=== Aim of the exercise ===
Check each line of the material that follows, and copy those holding the string "ZipError".

=== Supplied records ===

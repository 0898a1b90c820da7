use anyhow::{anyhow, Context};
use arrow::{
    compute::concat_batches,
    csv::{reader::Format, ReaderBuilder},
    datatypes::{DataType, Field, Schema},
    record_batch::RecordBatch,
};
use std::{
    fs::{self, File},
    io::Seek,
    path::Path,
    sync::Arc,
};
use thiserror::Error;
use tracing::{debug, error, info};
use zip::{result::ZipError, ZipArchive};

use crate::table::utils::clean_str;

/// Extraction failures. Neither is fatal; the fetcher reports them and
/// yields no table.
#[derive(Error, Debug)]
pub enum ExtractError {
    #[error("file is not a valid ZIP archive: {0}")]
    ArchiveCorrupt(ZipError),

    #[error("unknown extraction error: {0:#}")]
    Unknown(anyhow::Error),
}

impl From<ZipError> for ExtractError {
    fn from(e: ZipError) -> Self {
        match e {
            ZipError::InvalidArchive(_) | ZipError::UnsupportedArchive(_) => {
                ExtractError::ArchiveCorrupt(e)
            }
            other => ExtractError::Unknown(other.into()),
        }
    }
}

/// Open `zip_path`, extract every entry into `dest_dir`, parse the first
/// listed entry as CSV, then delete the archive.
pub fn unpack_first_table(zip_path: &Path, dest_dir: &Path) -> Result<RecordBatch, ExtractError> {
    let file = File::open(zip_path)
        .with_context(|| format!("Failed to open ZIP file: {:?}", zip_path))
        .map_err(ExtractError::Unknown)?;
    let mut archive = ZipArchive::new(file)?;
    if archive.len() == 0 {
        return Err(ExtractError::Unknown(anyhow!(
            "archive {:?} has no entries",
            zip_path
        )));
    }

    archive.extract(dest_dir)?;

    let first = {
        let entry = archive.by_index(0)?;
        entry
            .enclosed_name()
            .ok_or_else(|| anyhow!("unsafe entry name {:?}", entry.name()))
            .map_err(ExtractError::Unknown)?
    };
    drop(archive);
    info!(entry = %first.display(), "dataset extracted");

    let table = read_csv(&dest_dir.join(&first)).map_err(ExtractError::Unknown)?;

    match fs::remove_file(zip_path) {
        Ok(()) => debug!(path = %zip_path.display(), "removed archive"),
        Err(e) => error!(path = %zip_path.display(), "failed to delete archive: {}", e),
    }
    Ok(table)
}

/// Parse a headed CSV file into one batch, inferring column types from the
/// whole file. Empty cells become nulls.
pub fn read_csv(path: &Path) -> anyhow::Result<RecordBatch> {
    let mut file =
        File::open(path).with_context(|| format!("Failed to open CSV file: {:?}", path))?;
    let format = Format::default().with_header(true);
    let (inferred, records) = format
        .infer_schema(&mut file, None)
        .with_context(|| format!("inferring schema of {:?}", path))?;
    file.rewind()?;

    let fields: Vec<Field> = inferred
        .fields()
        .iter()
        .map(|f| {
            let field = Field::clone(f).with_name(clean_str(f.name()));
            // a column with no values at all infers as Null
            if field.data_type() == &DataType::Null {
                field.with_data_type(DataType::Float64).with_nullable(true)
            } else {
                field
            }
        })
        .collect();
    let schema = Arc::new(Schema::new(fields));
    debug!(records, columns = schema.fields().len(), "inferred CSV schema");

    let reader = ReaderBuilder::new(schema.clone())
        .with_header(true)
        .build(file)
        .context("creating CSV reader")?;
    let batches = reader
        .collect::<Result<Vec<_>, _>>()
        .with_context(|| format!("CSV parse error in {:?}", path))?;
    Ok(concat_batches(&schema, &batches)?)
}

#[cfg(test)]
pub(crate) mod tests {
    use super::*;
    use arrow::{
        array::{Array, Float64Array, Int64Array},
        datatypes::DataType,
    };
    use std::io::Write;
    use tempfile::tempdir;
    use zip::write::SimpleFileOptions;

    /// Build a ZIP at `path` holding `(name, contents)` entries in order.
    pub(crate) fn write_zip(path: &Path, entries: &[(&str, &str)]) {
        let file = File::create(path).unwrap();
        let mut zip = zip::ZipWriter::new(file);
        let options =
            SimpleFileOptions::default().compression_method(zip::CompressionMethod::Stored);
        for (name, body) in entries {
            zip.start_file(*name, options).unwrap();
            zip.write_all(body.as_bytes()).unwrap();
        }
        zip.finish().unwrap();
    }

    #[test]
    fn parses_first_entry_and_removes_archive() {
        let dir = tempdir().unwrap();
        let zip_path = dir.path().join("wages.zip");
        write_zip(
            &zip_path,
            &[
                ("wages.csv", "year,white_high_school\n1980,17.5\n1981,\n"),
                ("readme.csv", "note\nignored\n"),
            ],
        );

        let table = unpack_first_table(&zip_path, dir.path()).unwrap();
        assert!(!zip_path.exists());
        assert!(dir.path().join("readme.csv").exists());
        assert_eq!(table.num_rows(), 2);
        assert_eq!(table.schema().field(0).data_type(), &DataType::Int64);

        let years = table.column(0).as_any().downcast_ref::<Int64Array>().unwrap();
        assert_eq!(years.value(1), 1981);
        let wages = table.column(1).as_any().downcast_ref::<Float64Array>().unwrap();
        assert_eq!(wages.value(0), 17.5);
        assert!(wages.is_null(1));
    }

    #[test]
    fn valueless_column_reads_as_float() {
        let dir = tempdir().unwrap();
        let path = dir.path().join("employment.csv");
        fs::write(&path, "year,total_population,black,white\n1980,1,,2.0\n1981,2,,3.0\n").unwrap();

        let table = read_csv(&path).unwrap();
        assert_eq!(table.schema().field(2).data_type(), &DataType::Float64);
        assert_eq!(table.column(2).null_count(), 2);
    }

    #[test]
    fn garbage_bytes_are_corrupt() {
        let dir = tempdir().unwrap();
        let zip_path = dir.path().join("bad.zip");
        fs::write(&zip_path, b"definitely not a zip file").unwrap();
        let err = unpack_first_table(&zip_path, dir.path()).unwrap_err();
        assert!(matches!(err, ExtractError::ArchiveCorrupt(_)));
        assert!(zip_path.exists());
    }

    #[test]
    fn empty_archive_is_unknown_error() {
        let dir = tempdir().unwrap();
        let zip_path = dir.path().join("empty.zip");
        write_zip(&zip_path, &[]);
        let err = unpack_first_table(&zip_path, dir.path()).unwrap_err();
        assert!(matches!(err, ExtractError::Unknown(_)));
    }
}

---

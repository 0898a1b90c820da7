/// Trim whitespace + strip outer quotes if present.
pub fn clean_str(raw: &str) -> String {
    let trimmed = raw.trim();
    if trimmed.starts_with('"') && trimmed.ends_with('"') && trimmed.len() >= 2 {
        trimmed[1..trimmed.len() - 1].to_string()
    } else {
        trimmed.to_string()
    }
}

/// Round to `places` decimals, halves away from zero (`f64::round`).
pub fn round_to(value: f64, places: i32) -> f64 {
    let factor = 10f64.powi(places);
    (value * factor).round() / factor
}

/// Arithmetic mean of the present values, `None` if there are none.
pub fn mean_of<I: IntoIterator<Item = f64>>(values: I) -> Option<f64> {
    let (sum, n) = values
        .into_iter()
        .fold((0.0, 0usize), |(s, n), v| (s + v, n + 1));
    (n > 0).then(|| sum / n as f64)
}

=== Answer to this task ===
use zip::{result::ZipError, ZipArchive};
    ArchiveCorrupt(ZipError),
impl From<ZipError> for ExtractError {
    fn from(e: ZipError) -> Self {
            ZipError::InvalidArchive(_) | ZipError::UnsupportedArchive(_) => {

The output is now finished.